Redefining Property Rights in the Age of Liberalization and Privatization
An apparent paradox exists in developing countries between a more progressive definition of property rights and current trends toward privatization. On one hand, most proposals and programs of urban management have required the adoption of a socially oriented approach to property rights, which guarantees broader scope for state intervention in controlling the process of land use and development. This is particularly the case with land regularization programs. On the other hand, the widespread adoption of liberalization policies and privatization schemes has reinforced a traditional, individualistic approach to property rights, thus undermining progressive attempts to discipline the use and development of urban property. Are these trends mutually exclusive or can they be reconciled to some extent?
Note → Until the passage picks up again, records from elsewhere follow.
//! Keyboard input
//!
//! Set console TTY stdin to raw mode and
//! read keystrokes non-blocking.
//! Kernel VT layer handles scancode to character conversion,
//! so we get normal ASCII keys and escape sequences (arrow keys, etc.).

use log::{info, warn};
use nix::errno::Errno;
use nix::fcntl::{fcntl, FcntlArg, OFlag};
use nix::sys::termios::{self, LocalFlags, OutputFlags, Termios};
use std::os::fd::{AsRawFd, BorrowedFd, RawFd};

use super::device::RawInputStream;
use crate::error::{Error, Result};
use crate::session::Release;

/// Raw, non-blocking TTY input
pub struct TtyInput {
    /// Input file descriptor (stdin unless wrapped explicitly)
    fd: RawFd,
    /// Original termios settings, `None` when not a TTY or already restored
    orig_termios: Option<Termios>,
    /// Original file status flags, `None` once restored
    orig_flags: Option<OFlag>,
}

impl TtyInput {
    /// Put stdin into raw, non-blocking mode
    pub fn open() -> Result<Self> {
        Self::from_fd(std::io::stdin().as_raw_fd())
    }

    /// Wrap an already-open descriptor
    ///
    /// Non-TTY descriptors (pipes, files) are read as-is without raw mode.
    pub fn from_fd(fd: RawFd) -> Result<Self> {
        let borrowed = unsafe { BorrowedFd::borrow_raw(fd) };

        let orig_termios = match termios::tcgetattr(borrowed) {
            Ok(orig) => {
                let mut raw = orig.clone();
                termios::cfmakeraw(&mut raw);
                // Ctrl+C still raises SIGINT, and log lines keep their CR
                raw.local_flags.insert(LocalFlags::ISIG);
                raw.output_flags.insert(OutputFlags::OPOST);
                termios::tcsetattr(borrowed, termios::SetArg::TCSAFLUSH, &raw)?;
                Some(orig)
            }
            Err(Errno::ENOTTY) => {
                warn!("Input fd {} is not a TTY, reading without raw mode", fd);
                None
            }
            Err(e) => return Err(e.into()),
        };

        let flags = OFlag::from_bits_truncate(fcntl(fd, FcntlArg::F_GETFL)?);
        let mut nonblocking = flags;
        nonblocking.insert(OFlag::O_NONBLOCK);
        fcntl(fd, FcntlArg::F_SETFL(nonblocking))?;

        info!(
            "Keyboard initialized ({})",
            if orig_termios.is_some() { "raw mode" } else { "passthrough" }
        );

        Ok(Self {
            fd,
            orig_termios,
            orig_flags: Some(flags),
        })
    }

    /// Readiness flags reported by a zero-timeout poll
    fn readiness(&self) -> libc::c_short {
        let mut pfd = libc::pollfd {
            fd: self.fd,
            events: libc::POLLIN,
            revents: 0,
        };
        let ready = unsafe { libc::poll(&mut pfd, 1, 0) };
        if ready > 0 {
            pfd.revents
        } else {
            0
        }
    }
}

impl RawInputStream for TtyInput {
    fn bytes_available(&mut self) -> Result<usize> {
        let mut queued: libc::c_int = 0;
        let rc = unsafe { libc::ioctl(self.fd, libc::FIONREAD, &mut queued) };
        if rc < 0 {
            return Err(std::io::Error::last_os_error().into());
        }
        if queued > 0 {
            return Ok(queued as usize);
        }

        let revents = self.readiness();
        if revents & libc::POLLHUP != 0 {
            return Err(Error::StreamClosed);
        }
        // Readable but nothing counted: a key landed after FIONREAD, or a
        // regular file sits at EOF. A one-byte read tells them apart.
        if revents & libc::POLLIN != 0 {
            return Ok(1);
        }
        Ok(0)
    }

    fn read(&mut self, n: usize) -> Result<Vec<u8>> {
        let mut buf = vec![0u8; n];
        match nix::unistd::read(self.fd, &mut buf) {
            Ok(0) if n > 0 => Err(Error::StreamClosed),
            Ok(len) => {
                buf.truncate(len);
                Ok(buf)
            }
            Err(Errno::EAGAIN) | Err(Errno::EINTR) => Ok(Vec::new()),
            Err(e) => Err(e.into()),
        }
    }
}

impl Release for TtyInput {
    fn release(&mut self) -> Result<()> {
        if let Some(orig) = self.orig_termios.take() {
            let borrowed = unsafe { BorrowedFd::borrow_raw(self.fd) };
            termios::tcsetattr(borrowed, termios::SetArg::TCSAFLUSH, &orig)
                .map_err(|e| Error::Release {
                    resource: "keyboard",
                    message: e.to_string(),
                })?;
            info!("Keyboard settings restored");
        }
        if let Some(flags) = self.orig_flags.take() {
            fcntl(self.fd, FcntlArg::F_SETFL(flags)).map_err(|e| Error::Release {
                resource: "keyboard",
                message: e.to_string(),
            })?;
        }
        Ok(())
    }
}

impl Drop for TtyInput {
    fn drop(&mut self) {
        // Normally already released by the guard
        let _ = self.release();
    }
}
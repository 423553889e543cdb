//! Configuration loading from disk and environment.

use std::path::Path;

use crate::config::schema::GatewayConfig;
use crate::config::validation::{validate_config, ValidationError};

/// Error type for configuration loading.
#[derive(Debug, thiserror::Error)]
pub enum ConfigError {
    #[error("IO error: {0}")]
    Io(#[from] std::io::Error),

    #[error("parse error: {0}")]
    Parse(#[from] toml::de::Error),

    #[error("validation failed: {}", format_errors(.0))]
    Validation(Vec<ValidationError>),
}

fn format_errors(errors: &[ValidationError]) -> String {
    errors
        .iter()
        .map(ToString::to_string)
        .collect::<Vec<_>>()
        .join(", ")
}

/// Load and validate configuration from a TOML file.
pub fn load_config(path: &Path) -> Result<GatewayConfig, ConfigError> {
    let content = std::fs::read_to_string(path)?;
    let config: GatewayConfig = toml::from_str(&content)?;

    validate_config(&config).map_err(ConfigError::Validation)?;

    Ok(config)
}

/// Resolve the effective configuration: optional file, then environment
/// overrides, then a final validation pass.
pub fn resolve(path: Option<&Path>) -> Result<GatewayConfig, ConfigError> {
    let mut config = match path {
        Some(path) => load_config(path)?,
        None => GatewayConfig::default(),
    };
    config.apply_env();

    validate_config(&config).map_err(ConfigError::Validation)?;

    Ok(config)
}

#[cfg(test)]
mod tests {
    use super::*;
    use std::io::Write;

    #[test]
    fn load_config_rejects_invalid_toml() {
        let mut file = tempfile_with(b"listener = \"not a table\"");
        file.flush().unwrap();
        let err = load_config(file.path()).unwrap_err();
        assert!(matches!(err, ConfigError::Parse(_)));
    }

    #[test]
    fn load_config_reports_all_validation_errors() {
        let file = tempfile_with(
            b"[listener]\nbind_address = \"nonsense\"\n[shutdown]\ngrace_period_secs = 0\n",
        );
        let err = load_config(file.path()).unwrap_err();
        match err {
            ConfigError::Validation(errors) => assert_eq!(errors.len(), 2),
            other => panic!("expected validation error, got {other}"),
        }
    }

    #[test]
    fn missing_file_is_an_io_error() {
        let err = load_config(Path::new("/nonexistent/gateway.toml")).unwrap_err();
        assert!(matches!(err, ConfigError::Io(_)));
    }

    struct TempFile {
        path: std::path::PathBuf,
        file: std::fs::File,
    }

    impl TempFile {
        fn path(&self) -> &Path {
            &self.path
        }
    }

    impl Write for TempFile {
        fn write(&mut self, buf: &[u8]) -> std::io::Result<usize> {
            self.file.write(buf)
        }
        fn flush(&mut self) -> std::io::Result<()> {
            self.file.flush()
        }
    }

    impl Drop for TempFile {
        fn drop(&mut self) {
            let _ = std::fs::remove_file(&self.path);
        }
    }

    fn tempfile_with(content: &[u8]) -> TempFile {
        let path = std::env::temp_dir().join(format!("gateway-config-{}.toml", uuid::Uuid::new_v4()));
        let mut file = std::fs::File::create(&path).unwrap();
        file.write_all(content).unwrap();
        file.sync_all().unwrap();
        TempFile { path, file }
    }
}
Two related workshops for policymakers, urban managers and academics were held in Johannesburg, South Africa, in late July to address this paradox. The Sixth “Law and Urban Space” Workshop was cosponsored by the International Research Group on Law and Urban Space (IRGLUS) and the University of the Witwatersrand’s Centre for Applied Legal Studies (CALS). The Lincoln Institute supported that workshop and also sponsored a seminar on “Security of Land Tenure in South Africa, Sub-Saharan Countries, Brazil and India.”
The Conceptual Framework for Law and Urban Space
IRGLUS, a Working Group of the Research Committee on Sociology of Law of the International Sociological Association (ISA), seeks to discuss critically the legal dimension of the urbanization process, thus promoting a long-needed dialogue between legal studies and urban environmental studies. Most urban studies have reduced law-including legal provisions, judicial decisions and the overall legal culture-to its instrumental dimension. Law is dismissed by some as if it were just a political instrument of social discrimination and political exclusion. It is taken for granted by others as if it were merely a technical, unproblematic instrument that can provide immediate solutions to escalating urban and environmental problems.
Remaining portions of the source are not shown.